▸ Task: Using the records below, filter for lines that contain the string "error" and copy them out.

▸ Dataset entries:
/---

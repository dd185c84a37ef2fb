//! csindex core: venue policy, paper aggregation and the run driver.

pub mod config;
pub mod driver;
pub mod error;
pub mod models;
pub mod policy;
pub mod report;
pub mod source;
pub mod store;
pub mod tables;
pub mod triage;
pub mod xref;

pub use config::{MalformedPolicy, RunConfig};
pub use driver::{ResearcherExtract, RunDriver, RunOutcome, RunStats};
pub use error::{IndexError, Result};
pub use models::*;
pub use policy::{
    parse_paper_size, Classification, ClassificationPolicy, Decision, PolicyContext, Rejection,
};
pub use source::{BibliographySource, MemorySource};
pub use store::{Attribution, PaperStore};
pub use tables::{PolicyTables, VenueRegistry};
pub use triage::{TriageLog, UnresolvedCase};
pub use xref::{LinkResolver, NoLinkResolver};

\---

▸ Problem solution:
pub mod error;
pub use error::{IndexError, Result};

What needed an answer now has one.